An elastic change of all constant 2000permeter undergoes a strain of 0.02 Under a load of 20N.
What is the natural length of the strain?
50cm
Well, I'm no mathematician, but let's see if I can clown my way through this! So, we know that the strain is 0.02 and the load is 20N. Now, to find the natural length of the strain, we need to dig a bit deeper. Remember the equation E = (F/A)/Δx, where E is the elasticity constant, F is the load, A is the cross-sectional area, and Δx is the change in length?
If I put on my clown thinking cap, I'd say that since the elasticity constant is given as 2000permeter, and the strain is 0.02, we can use the equation E = Δx/lo, where lo is the natural length. Rearranging, we get Δx = E * lo. Plugging in the values of E = 2000permeter and Δx = 0.02, we can solve for lo! Let's crunch some numbers.
(2000permeter) * lo = 0.02
So, lo = 0.02 / (2000permeter)
Now, the tricky part is converting units! Let's imagine a circus trick where we convert permeter to just meter. Since "per" means division, we divide the value by 1000 to convert it. That means 2000permeter is just 2 meters!
Therefore, the natural length of the strain, lo, is 0.02 / 2 = 0.01 meter. Voila! I hope that somehow made sense in a clownish way.
To find the natural length of the strain, we can use Hooke's Law, which states that the strain in a material is directly proportional to the stress applied to it. The formula for Hooke's Law is given by:
Stress = Young's Modulus * Strain
Rearranging this formula, we can solve for the natural length of the strain:
Natural Length = Stress / Young's Modulus
We are given that the elastic constant is 2000 N/m and the strain is 0.02. The stress can be calculated using the formula:
Stress = Load / Area
The load is given as 20N, and the area is not provided.

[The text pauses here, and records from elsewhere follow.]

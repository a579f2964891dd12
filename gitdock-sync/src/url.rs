//! Repository URL helpers: SSH detection, shape validation, name extraction.

use crate::error::SyncError;

/// `git@host:owner/name.git`, `ssh://…` and other scp-style `user@host:path`.
pub fn is_ssh_url(url: &str) -> bool {
    let url = url.trim();
    if url.starts_with("ssh://") {
        return true;
    }
    if url.contains("://") {
        return false;
    }
    match (url.find('@'), url.find(':')) {
        (Some(at), Some(colon)) => at < colon,
        _ => false,
    }
}

/// Derive a filesystem-safe working-copy directory name from a fetch URL.
///
/// Characters outside `[A-Za-z0-9_.-]` become `_`; an empty result is
/// `unknown`.
pub fn extract_repo_name(url: &str) -> String {
    let trimmed = url.trim().trim_end_matches('/');
    let last = trimmed
        .rsplit(|c| c == '/' || c == ':')
        .next()
        .unwrap_or_default();
    let last = last.strip_suffix(".git").unwrap_or(last);
    let sanitized: String = last
        .chars()
        .map(|c| {
            if c.is_ascii_alphanumeric() || matches!(c, '_' | '.' | '-') {
                c
            } else {
                '_'
            }
        })
        .collect();
    if sanitized.is_empty() || sanitized.chars().all(|c| c == '.') {
        "unknown".to_string()
    } else {
        sanitized
    }
}

/// Check that `url` looks like a fetchable SSH or HTTP(S) repository URL.
pub fn validate_git_url(url: &str) -> Result<(), SyncError> {
    let url = url.trim();
    let invalid = |reason: &str| SyncError::InvalidUrl {
        url: url.to_string(),
        reason: reason.to_string(),
    };

    if url.is_empty() {
        return Err(invalid("empty"));
    }
    if url.chars().any(char::is_whitespace) {
        return Err(invalid("contains whitespace"));
    }

    if let Some(rest) = url
        .strip_prefix("https://")
        .or_else(|| url.strip_prefix("http://"))
        .or_else(|| url.strip_prefix("ssh://"))
    {
        let (host, path) = rest.split_once('/').ok_or_else(|| invalid("missing repository path"))?;
        let host = host.rsplit('@').next().unwrap_or(host);
        if host.is_empty() {
            return Err(invalid("missing host"));
        }
        if path.trim_matches('/').is_empty() {
            return Err(invalid("missing repository path"));
        }
        return Ok(());
    }

    if is_ssh_url(url) {
        let (user_host, path) = url.split_once(':').ok_or_else(|| invalid("missing ':'"))?;
        let host = user_host.rsplit('@').next().unwrap_or_default();
        if host.is_empty() {
            return Err(invalid("missing host"));
        }
        if path.trim_matches('/').is_empty() {
            return Err(invalid("missing repository path"));
        }
        return Ok(());
    }

    Err(invalid("expected an SSH (git@host:owner/name) or HTTP(S) URL"))
}

#[cfg(test)]
mod tests {
    use super::*;
    use rstest::rstest;

    #[rstest]
    #[case("git@github.com:owner/demo-api.git", true)]
    #[case("ssh://git@example.com/owner/demo-api.git", true)]
    #[case("deploy@10.0.0.5:srv/app", true)]
    #[case("https://github.com/owner/demo-api.git", false)]
    #[case("https://user@github.com/owner/demo-api.git", false)]
    #[case("/srv/git/demo-api", false)]
    fn ssh_detection(#[case] url: &str, #[case] expected: bool) {
        assert_eq!(is_ssh_url(url), expected);
    }

    #[rstest]
    #[case("git@github.com:owner/demo-api.git", "demo-api")]
    #[case("https://github.com/owner/demo-api.git/", "demo-api")]
    #[case("https://github.com/owner/demo-api", "demo-api")]
    #[case("git@host:My Repo!.git", "My_Repo_")]
    #[case("https://github.com/", "github.com")]
    #[case("", "unknown")]
    fn repo_name_extraction(#[case] url: &str, #[case] expected: &str) {
        assert_eq!(extract_repo_name(url), expected);
    }

    #[rstest]
    #[case("git@github.com:owner/demo-api.git")]
    #[case("https://github.com/owner/demo-api.git")]
    #[case("ssh://git@example.com:2222/owner/demo-api.git")]
    fn accepts_well_formed_urls(#[case] url: &str) {
        assert!(validate_git_url(url).is_ok(), "{url}");
    }

    #[rstest]
    #[case("")]
    #[case("https://github.com")]
    #[case("git@github.com:")]
    #[case("ftp://example.com/repo.git")]
    #[case("just-a-name")]
    fn rejects_malformed_urls(#[case] url: &str) {
        assert!(matches!(
            validate_git_url(url),
            Err(SyncError::InvalidUrl { .. })
        ));
    }
}
//! gitdock core library: domain records, persistence, settings, errors.
//!
//! - [`types`]: newtypes, records and audit payloads
//! - [`error`]: [`StoreError`]
//! - [`store`]: repositories, container mirror, signing key, audit log
//! - [`settings`]: string key-value configuration

pub mod error;
pub mod settings;
pub mod store;
pub mod types;

pub use error::StoreError;
pub use settings::Settings;
pub use types::{
    AuditDetail, AuditOperation, AuditOutcome, BackendKind, ContainerId, ContainerRecord,
    FailureCategory, RepoName, RepositoryRecord, RestartOutcome, SigningKeyRecord, SyncAction,
    SyncAuditEntry, SyncFailure, SyncOutcome,
};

Without the area, we cannot calculate the stress and therefore cannot determine the natural length of the strain.
To find the natural length of the strain, we need to use Hooke's Law, which states that the strain in a material is directly proportional to the stress applied to it. The formula for Hooke's Law is:
σ = E ε
Where:
- σ is the stress applied to the material
- E is the Young's modulus (elastic constant) of the material
- ε is the strain experienced by the material
In this case, we are given the strain (ε) and the stress (σ) is not given directly, but we are given the load (force) applied (F = 20N) and the length (L = 2000m) of the material.
The stress (σ) can be calculated by dividing the force (F) applied by the cross-sectional area (A) of the material:
σ = F / A
Assuming that the cross-sectional area is constant and known, we can substitute the value of stress (σ) in the Hooke's Law equation:
F / A = E ε
We can rearrange this equation to solve for the strain (ε):
ε = F / (A E)
Now we can substitute the given values into the equation to find the strain (ε):
ε = 20N / (A * E)
Since the problem doesn't provide the value of the cross-sectional area (A), we can't determine the exact strain without that information.
However, we can calculate the natural length (Lo) of the material by using the following formula:
Lo = L + L * ε
Where:
- Lo is the natural length of the material
- L is the original length of the material
- ε is the strain experienced by the material
Substituting the given values in the equation, we can find the natural length (Lo):
Lo = 2000m + 2000m * 0.02
Lo = 2000m + 40m
Lo = 2040m
Therefore, the natural length of the strain is 2040 meters.